|Helen Ridder, circa 1940|
(Screen shot of newspaper photograph)
Just a party girl, said her stepson’s third wife. Ply Helen with a streak of Orange Blossom cocktails and she’ll laugh all night.
She buried her past in the drawer where she kept her diaries. Born in St. Louis in 1885, one of seven children, Helen Bush was reared largely by her grandmother. During the Panic of 1893, her father disappeared and her mother went off to work as a teacher.
Helen was fortunate to have an enterprising brother, John, who had climbed the ladder at the Brown Shoe Company. By the time the World’s Fair came to St. Louis in 1904, John’s title was junior executive and he cut a deal that would transform the company. At the fair, he met the newspaper cartoonist R. F. Outcault, creator of two famous characters: the Yellow Kid and Buster Brown.
John Bush persuaded his company to purchase the rights to the Buster Brown character and Buster’s dog, Tige. Sketched together, they became the emblem of Brown Shoe’s children’s line. Eventually John became president of the company.
|"Buster Brown" cartoon character before he and his dog,|
Tige, became the Brown Shoe Company trademark.

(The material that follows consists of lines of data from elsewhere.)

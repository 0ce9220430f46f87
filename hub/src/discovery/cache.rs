//! Discovery cache with per-source TTL.
//!
//! Each source's merged inventory is cached under `(kind, id)`. An entry is
//! valid only while `now - timestamp < ttl`, where the TTL is the source's
//! refresh interval; reads never return an expired entry. A refresh is skipped
//! while the entry is still fresh, i.e. younger than `freshness_ratio * ttl`
//! (80% by default), which leaves headroom before the next scheduled tick.
//!
//! When a registry is attached, executors discovered for the first time are
//! registered automatically.

use std::collections::{HashMap, HashSet};
use std::sync::Arc;
use std::time::Duration;

use chrono::{DateTime, Utc};
use futures::future::join_all;
use serde::{Deserialize, Serialize};
use tokio::sync::{Mutex, RwLock};
use tracing::{debug, info, warn};

use crate::config::DiscoveryConfig;
use crate::error::{HubError, Result};
use crate::registry::ExecutorRegistry;
use crate::schedule::{spawn_periodic, ScheduleHandle};

use super::{DiscoveredItem, DiscoverySource, SourceKind};

/// Cache key of one source
#[derive(Debug, Clone, PartialEq, Eq, Hash, PartialOrd, Ord, Serialize, Deserialize)]
pub struct SourceKey {
    pub kind: SourceKind,
    pub id: String,
}

impl SourceKey {
    pub fn new(kind: SourceKind, id: impl Into<String>) -> Self {
        Self { kind, id: id.into() }
    }
}

/// Cached inventory of one source
#[derive(Debug, Clone, PartialEq, Serialize, Deserialize)]
pub struct CachedEntry {
    pub items: Vec<DiscoveredItem>,
    pub timestamp: DateTime<Utc>,
    pub ttl: Duration,
}

impl CachedEntry {
    fn age(&self, now: DateTime<Utc>) -> Duration {
        now.signed_duration_since(self.timestamp)
            .to_std()
            .unwrap_or_default()
    }

    /// Whether the entry may still be served at `now`
    pub fn is_valid_at(&self, now: DateTime<Utc>) -> bool {
        self.age(now) < self.ttl
    }

    /// Whether a refresh at `now` can be skipped
    pub fn is_fresh_at(&self, now: DateTime<Utc>, freshness_ratio: f64) -> bool {
        self.age(now) < self.ttl.mul_f64(freshness_ratio)
    }
}

/// Result of a refresh call
#[derive(Debug, Clone, Copy, PartialEq, Eq, Serialize, Deserialize)]
pub enum RefreshOutcome {
    /// Entry was fresh; discovery did not run
    Skipped,

    Refreshed {
        items: usize,
        new_executors: usize,
    },
}

/// Outcome of refreshing every source
#[derive(Debug, Clone, Default, PartialEq, Eq, Serialize, Deserialize)]
pub struct RefreshSummary {
    pub refreshed: Vec<SourceKey>,
    pub failed: Vec<SourceKey>,
}

/// A source with its own refresh lock
///
/// The lock keeps one source from being discovered twice concurrently while
/// other sources refresh independently.
struct SourceSlot {
    source: DiscoverySource,
    refresh_lock: Mutex<()>,
}

impl SourceSlot {
    fn key(&self) -> SourceKey {
        SourceKey::new(self.source.kind, self.source.id.clone())
    }
}

/// TTL cache over all discovery sources
pub struct DiscoveryCache {
    config: DiscoveryConfig,

    sources: Vec<Arc<SourceSlot>>,

    entries: RwLock<HashMap<SourceKey, CachedEntry>>,

    registry: Option<Arc<ExecutorRegistry>>,
}

impl DiscoveryCache {
    pub fn new(config: DiscoveryConfig) -> Self {
        Self {
            config,
            sources: Vec::new(),
            entries: RwLock::new(HashMap::new()),
            registry: None,
        }
    }

    /// Register newly discovered executors in `registry`
    pub fn with_registry(mut self, registry: Arc<ExecutorRegistry>) -> Self {
        self.registry = Some(registry);
        self
    }

    /// Add a source; a later source with the same key replaces the earlier one
    pub fn add_source(&mut self, source: DiscoverySource) {
        let key = SourceKey::new(source.kind, source.id.clone());
        self.sources.retain(|slot| slot.key() != key);
        self.sources.push(Arc::new(SourceSlot {
            source,
            refresh_lock: Mutex::new(()),
        }));
    }

    pub fn sources(&self) -> impl Iterator<Item = SourceKey> + '_ {
        self.sources.iter().map(|slot| slot.key())
    }

    pub fn config(&self) -> &DiscoveryConfig {
        &self.config
    }

    fn source(&self, kind: SourceKind, id: &str) -> Result<Arc<SourceSlot>> {
        self.sources
            .iter()
            .find(|slot| slot.source.kind == kind && slot.source.id == id)
            .cloned()
            .ok_or_else(|| HubError::NotFound(format!("discovery source {}/{}", kind, id)))
    }

    fn ttl_of(&self, source: &DiscoverySource) -> Duration {
        source
            .refresh_interval
            .unwrap_or(self.config.default_refresh_interval)
    }

    // ========================================================================
    // Refresh
    // ========================================================================

    /// Refresh a source unless its entry is still fresh
    pub async fn refresh(&self, kind: SourceKind, id: &str) -> Result<RefreshOutcome> {
        self.refresh_at(kind, id, Utc::now()).await
    }

    /// Refresh a source as if the clock read `now`
    pub async fn refresh_at(&self, kind: SourceKind, id: &str, now: DateTime<Utc>) -> Result<RefreshOutcome> {
        let slot = self.source(kind, id)?;
        self.run_source(&slot, now, false).await
    }

    /// Refresh every source concurrently, regardless of freshness
    pub async fn refresh_all(&self) -> RefreshSummary {
        let now = Utc::now();
        let mut summary = RefreshSummary::default();

        let results = join_all(self.sources.iter().map(|slot| self.run_source(slot, now, true))).await;

        for (slot, result) in self.sources.iter().zip(results) {
            let key = slot.key();
            match result {
                Ok(_) => summary.refreshed.push(key),
                Err(e) => {
                    warn!("Refresh of {}/{} failed: {}", key.kind, key.id, e);
                    summary.failed.push(key);
                }
            }
        }

        summary
    }

    async fn run_source(&self, slot: &SourceSlot, now: DateTime<Utc>, force: bool) -> Result<RefreshOutcome> {
        let _guard = slot.refresh_lock.lock().await;
        let source = &slot.source;
        let key = slot.key();

        if !force {
            if let Some(entry) = self.entries.read().await.get(&key) {
                if entry.is_fresh_at(now, self.config.freshness_ratio) {
                    debug!("Discovery source {}/{} is fresh, skipping", key.kind, key.id);
                    return Ok(RefreshOutcome::Skipped);
                }
            }
        }

        let mut items = Vec::new();
        let mut succeeded = 0;
        let mut last_error = None;

        let timeout = self.config.provider_timeout;
        for provider in source.providers() {
            let discovered = match tokio::time::timeout(timeout, provider.discover()).await {
                Ok(result) => result,
                Err(_) => Err(anyhow::anyhow!("provider {} timed out after {:?}", provider.name(), timeout)),
            };

            match discovered {
                Ok(found) => {
                    succeeded += 1;
                    items.extend(found);
                }
                Err(e) => {
                    warn!("Provider {} of {}/{} failed: {}", provider.name(), key.kind, key.id, e);
                    last_error = Some(e);
                }
            }
        }

        if succeeded == 0 {
            if let Some(e) = last_error {
                return Err(HubError::Other(
                    e.context(format!("every provider of {}/{} failed", key.kind, key.id)),
                ));
            }
        }

        let mut seen = HashSet::new();
        items.retain(|item| seen.insert(item.key()));

        let new_executors = self.register_new_executors(&items).await;
        let count = items.len();

        self.entries.write().await.insert(
            key.clone(),
            CachedEntry {
                items,
                timestamp: now,
                ttl: self.ttl_of(source),
            },
        );

        info!(
            "Discovery source {}/{} refreshed: {} items, {} new executors",
            key.kind, key.id, count, new_executors
        );

        Ok(RefreshOutcome::Refreshed {
            items: count,
            new_executors,
        })
    }

    async fn register_new_executors(&self, items: &[DiscoveredItem]) -> usize {
        let Some(registry) = &self.registry else {
            return 0;
        };

        let mut added = 0;
        for descriptor in items.iter().filter_map(DiscoveredItem::as_executor) {
            if registry.register_if_absent(descriptor.clone()).await {
                added += 1;
            }
        }
        added
    }

    // ========================================================================
    // Reads
    // ========================================================================

    /// Cached items of a source, only while the entry is within its TTL
    pub async fn get(&self, kind: SourceKind, id: &str) -> Option<Vec<DiscoveredItem>> {
        self.get_at(kind, id, Utc::now()).await
    }

    pub async fn get_at(&self, kind: SourceKind, id: &str, now: DateTime<Utc>) -> Option<Vec<DiscoveredItem>> {
        self.entries
            .read()
            .await
            .get(&SourceKey::new(kind, id))
            .filter(|entry| entry.is_valid_at(now))
            .map(|entry| entry.items.clone())
    }

    /// Cached items of a source, refreshing first when missing or expired
    pub async fn get_or_refresh(&self, kind: SourceKind, id: &str) -> Result<Vec<DiscoveredItem>> {
        let now = Utc::now();
        if let Some(items) = self.get_at(kind, id, now).await {
            return Ok(items);
        }

        let slot = self.source(kind, id)?;
        self.run_source(&slot, now, true).await?;

        self.entries
            .read()
            .await
            .get(&SourceKey::new(kind, id))
            .map(|entry| entry.items.clone())
            .ok_or_else(|| HubError::NotFound(format!("discovery source {}/{}", kind, id)))
    }

    /// Merged valid inventory of every source of `kind`
    pub async fn inventory(&self, kind: SourceKind) -> Vec<DiscoveredItem> {
        let now = Utc::now();
        let entries = self.entries.read().await;
        let mut seen = HashSet::new();
        let mut items = Vec::new();

        for slot in self.sources.iter().filter(|slot| slot.source.kind == kind) {
            let key = slot.key();
            if let Some(entry) = entries.get(&key).filter(|e| e.is_valid_at(now)) {
                items.extend(
                    entry
                        .items
                        .iter()
                        .filter(|item| seen.insert(item.key()))
                        .cloned(),
                );
            }
        }

        items
    }

    /// Drop expired entries; returns how many were removed
    pub async fn purge_expired(&self) -> usize {
        let now = Utc::now();
        let mut entries = self.entries.write().await;
        let initial = entries.len();
        entries.retain(|_, entry| entry.is_valid_at(now));
        initial - entries.len()
    }

    pub async fn clear(&self) {
        self.entries.write().await.clear();
    }

    pub async fn len(&self) -> usize {
        self.entries.read().await.len()
    }

    pub async fn is_empty(&self) -> bool {
        self.entries.read().await.is_empty()
    }

    // ========================================================================
    // Scheduling
    // ========================================================================

    /// Start one refresh loop per source, each on its own interval
    pub fn spawn(self: Arc<Self>) -> Vec<ScheduleHandle> {
        self.sources
            .iter()
            .map(|slot| {
                let cache = self.clone();
                let kind = slot.source.kind;
                let id = slot.source.id.clone();
                let period = self.ttl_of(&slot.source);

                spawn_periodic(format!("discovery:{}/{}", kind, id), period, true, move || {
                    let cache = cache.clone();
                    let id = id.clone();
                    async move {
                        if let Err(e) = cache.refresh(kind, &id).await {
                            warn!("Scheduled refresh of {}/{} failed: {}", kind, id, e);
                        }
                    }
                })
            })
            .collect()
    }
}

Meanwhile, Helen was just dyin’ out there in St. Louis. Fortunately, through her brother she met a widower with two children: H. Sherman Howes, president of the Howes Leather Company in Boston. They married around 1915.
Soon enough, Helen became restless. With the Great War over, she divorced Mr. Howes and sailed off on a cruise ship to Bermuda. On board she met William Leonard Shearer of Boston, also a widower. Within a year they married.
As president of a furniture company founded by his father in 1835, Mr. Shearer ran a big showroom and a factory. He owned a large stone house on Bay State Road, which ran along the Charles River. He and Helen lolled about on his yacht, The Paprika. When things got dull, they traveled to Europe.
|Passport photographs, William and Helen Shearer, early 1920s|
But the twenties were drawing to a close. Time to move on.
Helen’s third husband, the newspaper tycoon Bernard H. Ridder, fell in love with her at the Lake Placid Inn in upstate New York while his wife was traveling abroad during the summer of 1929. As fast as he could, Ridder installed Helen in a Manhattan hotel. Subsequently, Helen divorced Shearer on grounds of incompatibility and went to Reno to marry Ridder.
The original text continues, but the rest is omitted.